- **Exercise instructions**:
Copy exactly the lines from the first line of the records below through the line containing "matched employees split", including both, and nothing else.

- **Stored data**:
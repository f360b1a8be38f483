pub mod aggregate;
pub mod lines;
//! Payroll capitalization split.
//!
//! Workforce cost joins the workforce mapping on employee identifier;
//! matched employees split into a capitalized portion (`cost * capex_pct`)
//! and an operating portion (`cost * opex_pct`). Absent percentages
//! default to 0 and 1 respectively. Nothing requires the two percentages
//! to sum to 1; records off unity are reported, not corrected.

use std::collections::{BTreeMap, HashMap};

use rust_decimal::Decimal;
use serde::{Deserialize, Serialize};

use crate::types::Money;

/// Cost-center classification of an employee, typed at the ingestion
/// boundary instead of substring-matched downstream.
#[derive(Debug, Clone, Copy, PartialEq, Eq, PartialOrd, Ord, Serialize, Deserialize)]
#[serde(rename_all = "snake_case")]
pub enum CostCenterKind {
    Operating,
    NonOperating,
}

/// One employee cost record from the payroll source.
#[derive(Debug, Clone, Serialize, Deserialize)]
pub struct WorkforceCost {
    pub employee_id: String,
    pub name: String,
    pub entity: String,
    pub cost: Money,
}

/// One employee row of the workforce mapping table.
#[derive(Debug, Clone, Serialize, Deserialize)]
pub struct WorkforceMapping {
    pub employee_id: String,
    pub business_unit: String,
    pub cost_center: CostCenterKind,
    /// IFRS capitalization flag carried from the mapping source for
    /// review output; the split itself only reads the percentages.
    #[serde(skip_serializing_if = "Option::is_none", default)]
    pub ifrs_flag: Option<String>,
    /// Capitalized share of cost; absent defaults to 0.
    #[serde(skip_serializing_if = "Option::is_none", default)]
    pub capex_pct: Option<Decimal>,
    /// Operating share of cost; absent defaults to 1.
    #[serde(skip_serializing_if = "Option::is_none", default)]
    pub opex_pct: Option<Decimal>,
}

/// Operating staff cost per (entity, business unit, cost-center kind).
#[derive(Debug, Clone, PartialEq, Serialize, Deserialize)]
pub struct StaffCostLine {
    pub entity: String,
    pub business_unit: String,
    pub cost_center: CostCenterKind,
    pub amount: Money,
}

/// Capitalized staff cost per (entity, business unit).
#[derive(Debug, Clone, PartialEq, Serialize, Deserialize)]
pub struct CapitalizedCostLine {
    pub entity: String,
    pub business_unit: String,
    pub amount: Money,
}

/// An employee present in the cost source but absent from the mapping.
#[derive(Debug, Clone, Serialize, Deserialize)]
pub struct UnmatchedEmployee {
    pub employee_id: String,
    pub name: String,
    pub entity: String,
    pub cost: Money,
}

/// Result of the payroll split.
#[derive(Debug, Clone, Serialize, Deserialize)]
pub struct PayrollSplit {
    pub opex: Vec<StaffCostLine>,
    pub capex: Vec<CapitalizedCostLine>,
    /// Excluded from the split, reported rather than silently dropped.
    pub unmatched: Vec<UnmatchedEmployee>,
    /// Employees whose capex and opex percentages do not sum to 1 —
    /// a deliberate leakage/double-count band surfaced for review.
    pub off_unity: Vec<String>,
}

/// Split workforce cost into operating and capitalized portions.
pub fn split_payroll(
    costs: &[WorkforceCost],
    mappings: &[WorkforceMapping],
) -> PayrollSplit {
    let by_employee: HashMap<&str, &WorkforceMapping> = mappings
        .iter()
        .map(|m| (m.employee_id.as_str(), m))
        .collect();

    let mut opex: BTreeMap<(String, String, CostCenterKind), Money> = BTreeMap::new();
    let mut capex: BTreeMap<(String, String), Money> = BTreeMap::new();
    let mut unmatched = Vec::new();
    let mut off_unity = Vec::new();

    for cost in costs {
        let mapping = match by_employee.get(cost.employee_id.as_str()) {
            Some(m) => m,
            None => {
                unmatched.push(UnmatchedEmployee {
                    employee_id: cost.employee_id.clone(),
                    name: cost.name.clone(),
                    entity: cost.entity.clone(),
                    cost: cost.cost,
                });
                continue;
            }
        };

        let capex_pct = mapping.capex_pct.unwrap_or(Decimal::ZERO);
        let opex_pct = mapping.opex_pct.unwrap_or(Decimal::ONE);
        if capex_pct + opex_pct != Decimal::ONE {
            off_unity.push(cost.employee_id.clone());
        }

        *opex
            .entry((
                cost.entity.clone(),
                mapping.business_unit.clone(),
                mapping.cost_center,
            ))
            .or_insert(Decimal::ZERO) += cost.cost * opex_pct;

        *capex
            .entry((cost.entity.clone(), mapping.business_unit.clone()))
            .or_insert(Decimal::ZERO) += cost.cost * capex_pct;
    }

    PayrollSplit {
        opex: opex
            .into_iter()
            .map(|((entity, business_unit, cost_center), amount)| StaffCostLine {
                entity,
                business_unit,
                cost_center,
                amount,
            })
            .collect(),
        capex: capex
            .into_iter()
            .map(|((entity, business_unit), amount)| CapitalizedCostLine {
                entity,
                business_unit,
                amount,
            })
            .collect(),
        unmatched,
        off_unity,
    }
}

#[cfg(test)]
mod tests {
    use super::*;
    use rust_decimal_macros::dec;

    fn cost(id: &str, entity: &str, amount: Money) -> WorkforceCost {
        WorkforceCost {
            employee_id: id.into(),
            name: format!("Employee {id}"),
            entity: entity.into(),
            cost: amount,
        }
    }

    fn mapping(
        id: &str,
        bu: &str,
        kind: CostCenterKind,
        capex_pct: Option<Decimal>,
        opex_pct: Option<Decimal>,
    ) -> WorkforceMapping {
        WorkforceMapping {
            employee_id: id.into(),
            business_unit: bu.into(),
            cost_center: kind,
            ifrs_flag: None,
            capex_pct,
            opex_pct,
        }
    }

    #[test]
    fn test_split_applies_percentages() {
        let costs = vec![cost("001", "PID", dec!(5000))];
        let mappings = vec![mapping(
            "001",
            "Publishing",
            CostCenterKind::Operating,
            Some(dec!(0.4)),
            Some(dec!(0.6)),
        )];

        let split = split_payroll(&costs, &mappings);

        assert_eq!(split.capex[0].amount, dec!(2000.0));
        assert_eq!(split.opex[0].amount, dec!(3000.0));
        assert_eq!(split.opex[0].cost_center, CostCenterKind::Operating);
        assert!(split.unmatched.is_empty());
        assert!(split.off_unity.is_empty());
    }

    #[test]
    fn test_missing_percentages_default_to_zero_and_one() {
        let costs = vec![cost("002", "FR", dec!(4000))];
        let mappings = vec![mapping("002", "Support", CostCenterKind::NonOperating, None, None)];

        let split = split_payroll(&costs, &mappings);

        assert_eq!(split.capex[0].amount, dec!(0));
        assert_eq!(split.opex[0].amount, dec!(4000));
    }

    #[test]
    fn test_unmatched_employee_reported_and_excluded() {
        let costs = vec![cost("001", "PID", dec!(5000)), cost("999", "PID", dec!(3000))];
        let mappings = vec![mapping(
            "001",
            "Publishing",
            CostCenterKind::Operating,
            None,
            None,
        )];

        let split = split_payroll(&costs, &mappings);

        assert_eq!(split.unmatched.len(), 1);
        assert_eq!(split.unmatched[0].employee_id, "999");
        let opex_total: Money = split.opex.iter().map(|l| l.amount).sum();
        assert_eq!(opex_total, dec!(5000));
    }

    #[test]
    fn test_percentages_off_unity_are_flagged_not_fixed() {
        let costs = vec![cost("003", "CELSIUS", dec!(1000))];
        let mappings = vec![mapping(
            "003",
            "MGG",
            CostCenterKind::Operating,
            Some(dec!(0.5)),
            Some(dec!(0.8)),
        )];

        let split = split_payroll(&costs, &mappings);

        assert_eq!(split.off_unity, vec!["003".to_string()]);
        // Amounts stay exactly as configured: 1300 total, by design.
        assert_eq!(split.capex[0].amount, dec!(500.0));
        assert_eq!(split.opex[0].amount, dec!(800.0));
    }

    #[test]
    fn test_ifrs_flag_carried_but_not_consumed() {
        let costs = vec![cost("004", "PID", dec!(1000))];
        let mut with_flag = mapping("004", "Publishing", CostCenterKind::Operating, None, None);
        with_flag.ifrs_flag = Some("Oui".to_string());

        let flagged = split_payroll(&costs, &[with_flag]);
        let unflagged = split_payroll(
            &costs,
            &[mapping("004", "Publishing", CostCenterKind::Operating, None, None)],
        );

        assert_eq!(flagged.opex, unflagged.opex);
        assert_eq!(flagged.capex, unflagged.capex);
    }

    #[test]
    fn test_groups_by_entity_bu_and_kind() {
        let costs = vec![
            cost("001", "PID", dec!(1000)),
            cost("002", "PID", dec!(2000)),
            cost("003", "PID", dec!(4000)),
        ];
        let mappings = vec![
            mapping("001", "Publishing", CostCenterKind::Operating, None, None),
            mapping("002", "Publishing", CostCenterKind::Operating, None, None),
            mapping("003", "Publishing", CostCenterKind::NonOperating, None, None),
        ];

        let split = split_payroll(&costs, &mappings);

        assert_eq!(split.opex.len(), 2);
        let operating = split
            .opex
            .iter()
            .find(|l| l.cost_center == CostCenterKind::Operating)
            .unwrap();
        assert_eq!(operating.amount, dec!(3000));
    }
}
use clap::Args;
use rust_decimal::Decimal;
use serde::Deserialize;
use serde_json::Value;

use conso_core::config::ConsolidationConfig;
use conso_core::pipeline::{self, PeriodInput};

use crate::input;

/// One run specification: the period data plus an optional `config`
/// block. Omitted configuration fields fall back to the standard group
/// setup.
#[derive(Deserialize)]
pub struct RunSpec {
    #[serde(default)]
    pub config: ConsolidationConfig,
    pub input: PeriodInput,
}

/// Arguments shared by the run and reconcile commands
#[derive(Args)]
pub struct RunArgs {
    /// Path to the JSON run specification, or "-" for stdin
    pub input: Option<String>,

    /// Override the configured reconciliation tolerance
    #[arg(long)]
    pub tolerance: Option<Decimal>,
}

pub fn load_spec(args: &RunArgs) -> Result<RunSpec, Box<dyn std::error::Error>> {
    let mut spec: RunSpec = match args.input.as_deref() {
        Some("-") | None => {
            let data = input::stdin::read_stdin()?
                .ok_or("a run specification is required: <input.json> or piped stdin")?;
            serde_json::from_value(data)?
        }
        Some(path) => input::file::read_json(path)?,
    };

    if let Some(tolerance) = args.tolerance {
        spec.config.tolerance = tolerance;
    }
    Ok(spec)
}

pub fn run(args: RunArgs) -> Result<Value, Box<dyn std::error::Error>> {
    let spec = load_spec(&args)?;
    let output = pipeline::run_consolidation(&spec.input, &spec.config)?;
    Ok(serde_json::to_value(output)?)
}
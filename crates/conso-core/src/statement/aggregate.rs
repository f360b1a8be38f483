//! Aggregation of mapped movements into statement lines.
//!
//! The ledger stores revenue accounts credit-side, so class-7 movements are
//! negative; the aggregator flips them so revenue and costs both read as
//! positive magnitudes in the statement convention. Balance-sheet
//! aggregation keeps the ledger sign.

use std::collections::BTreeMap;

use rust_decimal::Decimal;
use serde::{Deserialize, Serialize};

use crate::config::ConsolidationConfig;
use crate::mapping::{ChartOfAccounts, MappedMovement};
use crate::types::{AccountBalance, Money};

/// Revenue account class whose sign is flipped into the statement
/// convention.
const REVENUE_CLASS: char = '7';

/// One aggregated P&L statement line for an entity.
#[derive(Debug, Clone, PartialEq, Serialize, Deserialize)]
pub struct PlAggregate {
    pub entity: String,
    pub category: Option<String>,
    pub detail: String,
    pub amount: Money,
}

/// One aggregated balance-sheet line for an entity.
#[derive(Debug, Clone, PartialEq, Serialize, Deserialize)]
pub struct BsAggregate {
    pub entity: String,
    pub category: Option<String>,
    pub detail: String,
    pub balance: Money,
}

/// Collapse mapped movements into P&L lines per (entity, category, detail).
///
/// Only P&L account classes with a resolved P&L detail contribute, so the
/// output never invents a line absent from the mapping tables.
pub fn aggregate_pl(
    mapped: &[MappedMovement],
    config: &ConsolidationConfig,
) -> Vec<PlAggregate> {
    let mut grouped: BTreeMap<(String, String, String), Money> = BTreeMap::new();

    for m in mapped {
        let class = match m.class() {
            Some(c) if config.is_pl_class(c) => c,
            _ => continue,
        };
        let detail = match &m.pl_detail {
            Some(d) => d.clone(),
            None => continue,
        };
        let contribution = if class == REVENUE_CLASS {
            -m.movement
        } else {
            m.movement
        };
        let key = (
            m.entity.clone(),
            m.pl_category.clone().unwrap_or_default(),
            detail,
        );
        *grouped.entry(key).or_insert(Decimal::ZERO) += contribution;
    }

    grouped
        .into_iter()
        .map(|((entity, category, detail), amount)| PlAggregate {
            entity,
            category: if category.is_empty() {
                None
            } else {
                Some(category)
            },
            detail,
            amount,
        })
        .collect()
}

/// Collapse per-account balances into balance-sheet lines, joining each
/// entity's balances against its own mapping table. No sign flip.
pub fn aggregate_bs(
    balances: &[AccountBalance],
    charts: &[ChartOfAccounts],
    config: &ConsolidationConfig,
) -> Vec<BsAggregate> {
    let mut grouped: BTreeMap<(String, String, String), Money> = BTreeMap::new();

    for chart in charts {
        for balance in balances.iter().filter(|b| b.entity == chart.entity) {
            let in_scope = balance.class().map_or(false, |c| config.is_bs_class(c));
            if !in_scope {
                continue;
            }
            let entry = match chart.resolve(&balance.account) {
                Some(e) => e,
                None => continue,
            };
            let detail = match &entry.bs_detail {
                Some(d) => d.clone(),
                None => continue,
            };
            let key = (
                balance.entity.clone(),
                entry.bs_category.clone().unwrap_or_default(),
                detail,
            );
            *grouped.entry(key).or_insert(Decimal::ZERO) += balance.balance;
        }
    }

    grouped
        .into_iter()
        .map(|((entity, category, detail), balance)| BsAggregate {
            entity,
            category: if category.is_empty() {
                None
            } else {
                Some(category)
            },
            detail,
            balance,
        })
        .collect()
}

#[cfg(test)]
mod tests {
    use super::*;
    use rust_decimal_macros::dec;

    use crate::mapping::MappingEntry;

    fn mapped(
        entity: &str,
        account: &str,
        movement: Money,
        pl_detail: Option<&str>,
    ) -> MappedMovement {
        MappedMovement {
            entity: entity.into(),
            account: account.into(),
            account_label: format!("Account {account}"),
            debit: dec!(0),
            credit: dec!(0),
            movement,
            pl_category: pl_detail.map(|_| "Operations".to_string()),
            pl_detail: pl_detail.map(|d| d.to_string()),
            bs_category: None,
            bs_detail: None,
        }
    }

    #[test]
    fn test_revenue_sign_flipped_costs_untouched() {
        let config = ConsolidationConfig::default();
        let rows = vec![
            mapped("FR", "706000", dec!(-1200), Some("SALES")),
            mapped("FR", "601000", dec!(300), Some("COGS")),
        ];
        let pl = aggregate_pl(&rows, &config);

        let sales = pl.iter().find(|l| l.detail == "SALES").unwrap();
        let cogs = pl.iter().find(|l| l.detail == "COGS").unwrap();
        assert_eq!(sales.amount, dec!(1200));
        assert_eq!(cogs.amount, dec!(300));
    }

    #[test]
    fn test_non_pl_classes_excluded() {
        let config = ConsolidationConfig::default();
        let rows = vec![
            mapped("FR", "411000", dec!(500), Some("SALES")),
            mapped("FR", "706000", dec!(-100), None),
        ];
        assert!(aggregate_pl(&rows, &config).is_empty());
    }

    #[test]
    fn test_pl_groups_accounts_sharing_a_detail() {
        let config = ConsolidationConfig::default();
        let rows = vec![
            mapped("FR", "706000", dec!(-100), Some("SALES")),
            mapped("FR", "707000", dec!(-50), Some("SALES")),
            mapped("PID", "706000", dec!(-30), Some("SALES")),
        ];
        let pl = aggregate_pl(&rows, &config);

        assert_eq!(pl.len(), 2);
        let fr = pl.iter().find(|l| l.entity == "FR").unwrap();
        assert_eq!(fr.amount, dec!(150));
    }

    #[test]
    fn test_bs_aggregation_keeps_ledger_sign() {
        let config = ConsolidationConfig::default();
        let chart = ChartOfAccounts::new(
            "FR",
            vec![MappingEntry::from_raw(
                "411000",
                "Clients",
                "NA",
                "NA",
                "Current assets",
                "Trade receivables",
            )],
        );
        let balances = vec![AccountBalance {
            entity: "FR".into(),
            account: "411000".into(),
            account_label: "Clients".into(),
            debit_cumulative: dec!(800),
            credit_cumulative: dec!(300),
            balance: dec!(500),
        }];
        let bs = aggregate_bs(&balances, &[chart], &config);

        assert_eq!(bs.len(), 1);
        assert_eq!(bs[0].detail, "Trade receivables");
        assert_eq!(bs[0].category.as_deref(), Some("Current assets"));
        assert_eq!(bs[0].balance, dec!(500));
    }
}
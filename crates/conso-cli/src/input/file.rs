use serde::de::DeserializeOwned;
use std::fs;
use std::path::Path;

/// Read a JSON file and deserialise into a typed struct.
pub fn read_json<T: DeserializeOwned>(path: &str) -> Result<T, Box<dyn std::error::Error>> {
    let p = Path::new(path);
    if !p.is_file() {
        return Err(format!("not a readable file: {}", p.display()).into());
    }
    let contents = fs::read_to_string(p)
        .map_err(|e| format!("failed to read '{}': {}", p.display(), e))?;
    let value: T = serde_json::from_str(&contents)
        .map_err(|e| format!("failed to parse '{}': {}", p.display(), e))?;
    Ok(value)
}
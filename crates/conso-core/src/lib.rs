pub mod allocation;
pub mod capex;
pub mod config;
pub mod error;
pub mod interco;
pub mod lease;
pub mod ledger;
pub mod mapping;
pub mod payroll;
pub mod pipeline;
pub mod statement;
pub mod types;

pub use error::ConsolidationError;
pub use types::*;

/// Standard result type for all consolidation operations
pub type ConsolidationResult<T> = Result<T, ConsolidationError>;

- **Task response**:
repository f360b1a8be38f483
pub mod aggregate;
pub mod lines;
//! Payroll capitalization split.
//!
//! Workforce cost joins the workforce mapping on employee identifier;
//! matched employees split into a capitalized portion (`cost * capex_pct`)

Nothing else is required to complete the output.